In February 1993, a bilateral trade treaty guaranteeing reciprocal most-favored-nation status entered into force. In January 1994, the U.S. and Belarus signed a bilateral investment treaty, which has been ratified by Belarus and is awaiting ratification by the U.S. Senate. In February 1996, a Mutual Legal Assistance Treaty was initialed. A formal signing and ratification by both countries' legislatures are pending. Negotiations are continuing on a treaty for the avoidance of double taxation.
An Overseas Private Investment Corporation agreement was signed in June 1992 and is in force. Belarus is eligible for Export-Import Bank short-term financing insurance for U.S. investments. The International Monetary Fund (IMF) granted standby credit in September 1995, but Belarus has fallen off the program and did not receive the second tranche of funding, which had been scheduled for regular intervals throughout 1996.
Belarus welcomes joint ventures with American companies, particularly in computer software, electrical components, telecommunications equipment, and consumer goods. A 1991 foreign investment law provides protection from nationalization. However, rubel inconvertibility and other restrictions, such as on land ownership, continue to hamper investment opportunities.
As of September 1995, the U.S. had provided about $73.8 million in humanitarian aid shipments, $229 million in U.S. Department of Agriculture (USDA) food assistance, and $19 million in technical assistance to Belarus. Current U.S. assistance priorities in Belarus are focused on programs that support defense industry conversion (see Defense and Military Issues), provide support for economic restructuring and small-scale democracy-building efforts, and assist in social transition.
At its inception, the U.S. assistance program in Belarus was oriented toward providing humanitarian relief. In January 1992, the U.S. initiated the Coordinating Conference on Assistance to the New Independent States (NIS) in response to the humanitarian emergencies facing these states. The resulting Operation Provide Hope, coordinated by the Department of Defense, provided desperately needed food, fuel, medicine, and shelter. The U.S. shipped to Belarus pharmaceuticals and medical supplies for areas affected by the 1986 Chornobyl nuclear disaster, provided the country with Department of Defense excess medicines and supplies, and shipped components of a Department of Defense acute care hospital to several Minsk hospitals. Another significant shipment of aid--by airlift and by train transport -- is scheduled for the 10th anniversary of Chornobyl in April 1996.
USDA has provided concessional loans to Belarus for the purchase of U.S. agricultural commodities and provided corn and other commodities through the Food for Progress program. In addition, the country has received soybean meal and feed wheat through the Food for Peace program and Section 416 (b) of the Agricultural Act, respectively.
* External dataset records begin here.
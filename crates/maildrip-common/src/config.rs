//! Configuration for maildrip

use chrono::{DateTime, Utc};
use serde::{Deserialize, Serialize};

/// Main configuration structure
#[derive(Debug, Clone, Default, Serialize, Deserialize)]
pub struct Config {
    /// Server configuration
    #[serde(default)]
    pub server: ServerConfig,

    /// Database configuration
    #[serde(default)]
    pub database: DatabaseConfig,

    /// Scheduler configuration
    #[serde(default)]
    pub scheduler: SchedulerConfig,

    /// Email transport configuration
    #[serde(default)]
    pub transport: TransportConfig,

    /// Delivery credential configuration
    #[serde(default)]
    pub credentials: CredentialsConfig,

    /// Logging configuration
    #[serde(default)]
    pub logging: LoggingConfig,
}

/// Server configuration
#[derive(Debug, Clone, Serialize, Deserialize)]
pub struct ServerConfig {
    /// Bind address for the admin/API listener
    #[serde(default = "default_bind_address")]
    pub bind_address: String,

    /// API port
    #[serde(default = "default_api_port")]
    pub port: u16,
}

impl Default for ServerConfig {
    fn default() -> Self {
        Self {
            bind_address: default_bind_address(),
            port: default_api_port(),
        }
    }
}

fn default_bind_address() -> String {
    "0.0.0.0".to_string()
}

fn default_api_port() -> u16 {
    8080
}

/// Database configuration
#[derive(Debug, Clone, Serialize, Deserialize)]
pub struct DatabaseConfig {
    /// Campaign store backend: "postgres" or "memory"
    #[serde(default = "default_db_backend")]
    pub backend: String,

    /// Database URL (for postgres)
    pub url: Option<String>,

    /// Maximum connections
    #[serde(default = "default_max_connections")]
    pub max_connections: u32,

    /// Minimum connections
    #[serde(default = "default_min_connections")]
    pub min_connections: u32,
}

impl Default for DatabaseConfig {
    fn default() -> Self {
        Self {
            backend: default_db_backend(),
            url: None,
            max_connections: default_max_connections(),
            min_connections: default_min_connections(),
        }
    }
}

fn default_db_backend() -> String {
    "memory".to_string()
}

fn default_max_connections() -> u32 {
    20
}

fn default_min_connections() -> u32 {
    5
}

/// Scheduler configuration
///
/// Defaults match the delivery policy: three attempts, five minutes
/// between attempts, a 24 hour delivery window, one pass per minute.
#[derive(Debug, Clone, Serialize, Deserialize)]
pub struct SchedulerConfig {
    /// Interval between dispatch passes (seconds)
    #[serde(default = "default_poll_interval")]
    pub poll_interval_secs: u64,

    /// Maximum delivery attempts per campaign
    #[serde(default = "default_max_attempts")]
    pub max_attempts: u32,

    /// Minimum wait between attempts for the same campaign (seconds)
    #[serde(default = "default_retry_delay")]
    pub retry_delay_secs: u64,

    /// Maximum time past the scheduled moment a send may still be attempted (seconds)
    #[serde(default = "default_expiry_window")]
    pub expiry_window_secs: u64,
}

impl Default for SchedulerConfig {
    fn default() -> Self {
        Self {
            poll_interval_secs: default_poll_interval(),
            max_attempts: default_max_attempts(),
            retry_delay_secs: default_retry_delay(),
            expiry_window_secs: default_expiry_window(),
        }
    }
}

fn default_poll_interval() -> u64 {
    60
}

fn default_max_attempts() -> u32 {
    3
}

fn default_retry_delay() -> u64 {
    300
}

fn default_expiry_window() -> u64 {
    86400
}

/// Email transport configuration
#[derive(Debug, Clone, Serialize, Deserialize)]
pub struct TransportConfig {
    /// Batch send endpoint of the remote email service
    #[serde(default = "default_transport_endpoint")]
    pub endpoint: String,

    /// Request timeout in seconds
    #[serde(default = "default_transport_timeout")]
    pub timeout_secs: u64,
}

impl Default for TransportConfig {
    fn default() -> Self {
        Self {
            endpoint: default_transport_endpoint(),
            timeout_secs: default_transport_timeout(),
        }
    }
}

fn default_transport_endpoint() -> String {
    "http://localhost:8025/api/v1/send".to_string()
}

fn default_transport_timeout() -> u64 {
    30
}

/// Delivery credential configuration
///
/// Token refresh is owned by the auth subsystem; the engine only reads
/// the current token and its expiry.
#[derive(Debug, Clone, Default, Serialize, Deserialize)]
pub struct CredentialsConfig {
    /// Access token presented to the email transport
    #[serde(default)]
    pub access_token: String,

    /// Token expiry; absent means the token does not expire
    pub expires_at: Option<DateTime<Utc>>,
}

/// Logging configuration
#[derive(Debug, Clone, Serialize, Deserialize)]
pub struct LoggingConfig {
    /// Log level
    #[serde(default = "default_log_level")]
    pub level: String,

    /// Log format: "json" or "text"
    #[serde(default = "default_log_format")]
    pub format: String,
}

impl Default for LoggingConfig {
    fn default() -> Self {
        Self {
            level: default_log_level(),
            format: default_log_format(),
        }
    }
}

fn default_log_level() -> String {
    "info".to_string()
}

fn default_log_format() -> String {
    "text".to_string()
}

impl Config {
    /// Load configuration from file
    pub fn from_file(path: &std::path::Path) -> crate::Result<Self> {
        let content = std::fs::read_to_string(path)
            .map_err(|e| crate::Error::Config(format!("Failed to read config file: {}", e)))?;

        let config: Config = toml::from_str(&content)
            .map_err(|e| crate::Error::Config(format!("Failed to parse config: {}", e)))?;

        Ok(config)
    }

    /// Load configuration from the default locations, falling back to defaults
    pub fn load() -> crate::Result<Self> {
        let paths = [
            std::path::PathBuf::from("./maildrip.toml"),
            std::path::PathBuf::from("./config.toml"),
            std::path::PathBuf::from("/etc/maildrip/config.toml"),
        ];

        for path in paths {
            if path.exists() {
                return Self::from_file(&path);
            }
        }

        Ok(Config::default())
    }
}

#[cfg(test)]
mod tests {
    use super::*;

    #[test]
    fn test_default_config() {
        let config = Config::default();
        assert_eq!(config.server.port, 8080);
        assert_eq!(config.scheduler.poll_interval_secs, 60);
        assert_eq!(config.scheduler.max_attempts, 3);
        assert_eq!(config.scheduler.retry_delay_secs, 300);
        assert_eq!(config.scheduler.expiry_window_secs, 86400);
        assert_eq!(config.database.backend, "memory");
    }

    #[test]
    fn test_parse_config() {
        let toml = r#"
[server]
port = 9090

[database]
backend = "postgres"
url = "postgres://localhost/maildrip"

[scheduler]
poll_interval_secs = 15

[transport]
endpoint = "https://mail.example.com/send"
timeout_secs = 10

[credentials]
access_token = "ya29.test"
"#;

        let config: Config = toml::from_str(toml).unwrap();
        assert_eq!(config.server.port, 9090);
        assert_eq!(config.database.backend, "postgres");
        assert_eq!(config.scheduler.poll_interval_secs, 15);
        assert_eq!(config.scheduler.max_attempts, 3);
        assert_eq!(config.transport.endpoint, "https://mail.example.com/send");
        assert_eq!(config.credentials.access_token, "ya29.test");
        assert!(config.credentials.expires_at.is_none());
    }
}
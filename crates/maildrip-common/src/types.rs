//! Common types for maildrip

use serde::{Deserialize, Serialize};

/// Unique identifier for campaigns (store document id)
pub type CampaignId = String;

/// A single campaign recipient
#[derive(Debug, Clone, PartialEq, Eq, Serialize, Deserialize)]
pub struct Recipient {
    pub name: String,
    pub email: String,
}

impl Recipient {
    /// Create a new recipient
    pub fn new(name: impl Into<String>, email: impl Into<String>) -> Self {
        Self {
            name: name.into(),
            email: email.into(),
        }
    }
}

impl std::fmt::Display for Recipient {
    fn fmt(&self, f: &mut std::fmt::Formatter<'_>) -> std::fmt::Result {
        write!(f, "{} <{}>", self.name, self.email)
    }
}

#[cfg(test)]
mod tests {
    use super::*;

    #[test]
    fn test_recipient_display() {
        let recipient = Recipient::new("Ada", "ada@example.com");
        assert_eq!(recipient.to_string(), "Ada <ada@example.com>");
    }

    #[test]
    fn test_recipient_serde_shape() {
        let recipient = Recipient::new("Ada", "ada@example.com");
        let value = serde_json::to_value(&recipient).unwrap();
        assert_eq!(
            value,
            serde_json::json!({"name": "Ada", "email": "ada@example.com"})
        );
    }
}
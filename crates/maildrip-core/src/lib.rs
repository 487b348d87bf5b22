//! maildrip Core - Scheduled campaign delivery engine
//!
//! This crate provides the delivery queue, the retry/backoff/expiry policy,
//! the dispatch loop that drives delivery attempts, and the clients for the
//! email transport and delivery credentials.

pub mod credentials;
pub mod scheduler;
pub mod transport;

pub use credentials::{AccessCredentials, CredentialProvider, StaticCredentials};
pub use scheduler::{DeliveryError, DeliveryQueue, Dispatcher, Disposition, QueueEntry, RetryPolicy};
pub use transport::{
    EmailTransport, HttpEmailTransport, SendRequest, SendResponse, TransportError,
};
The U.S. technical assistance program now targets areas of maximum impact in the promotion of a market economy and a democratic society. U.S.-funded programs have helped carry out small-scale privatization in three cities in Belarus, where over 50% of communal enterprises have been privatized. (As of February 1996, however, less than 10% of all Belarusian firms had been privatized.) Technical assistance and training to selected Belarusian medical institutions through a hospital partnership program have improved the quality and availability of services to control and treat widespread, critical health problems. Advisers in areas as diverse as issuance of government securities to individual entrepreneurship to agribusiness have worked to introduce new, market-oriented concepts to their Belarusian counterparts.
The U.S. has provided rule-of-law and law enforcement assistance to Belarus. An advisor on rule-of-law issues has been resident in Minsk since 1992 and has provided advice on the drafting of legislation; development of a cadre of lawyers, targeting law students in particular; and other issues. On law enforcement, U.S. experts are training Belarusian counterparts in modern techniques of combating financial crimes, organized crime, and narcotics trafficking. In addition, Belarusian officials have participated in training and exchange programs on rule-of-law, copyright legislation, independent media, and educational reform.
|Principal U.S. Embassy Officials|
|Deputy Chief of Mission||John Boris|
|Political/Economic Officers||Anthony Godfrey|
|Consular Officer||Janine Boiarsky|
|Administrative Officer||Gregory Slotta|
|Regional Security Officer||Michael Wilkins|
|Agricultural Officer||Mary Revelt|
(resident in Moscow, Russia)
|Public Affairs Officer (USIS)||Janet Demiray|
|The U.S. embassy in Minsk, Belarus is at Starovilenskaya #46|
tel: 375-172-31-5000; fax: 375-172-34-7853
Belarus has been inhabited since prehistoric times, and the first recorded settlements date back to the 6th century AD. The princes of Kiev ruled Belarus until the invasion of the Mongols in 1240, when most of its towns were destroyed.
The region came under the control of powerful Lithuanians and, in 1386, under the Lithuanian-Polish Jagiellonian Dynasty. For centuries, the Poles and the Muscovites struggled bitterly over Belarus. In 1772, Catherine the Great gained control over part of the country, and, by 1795, Russia ruled all of Belarus.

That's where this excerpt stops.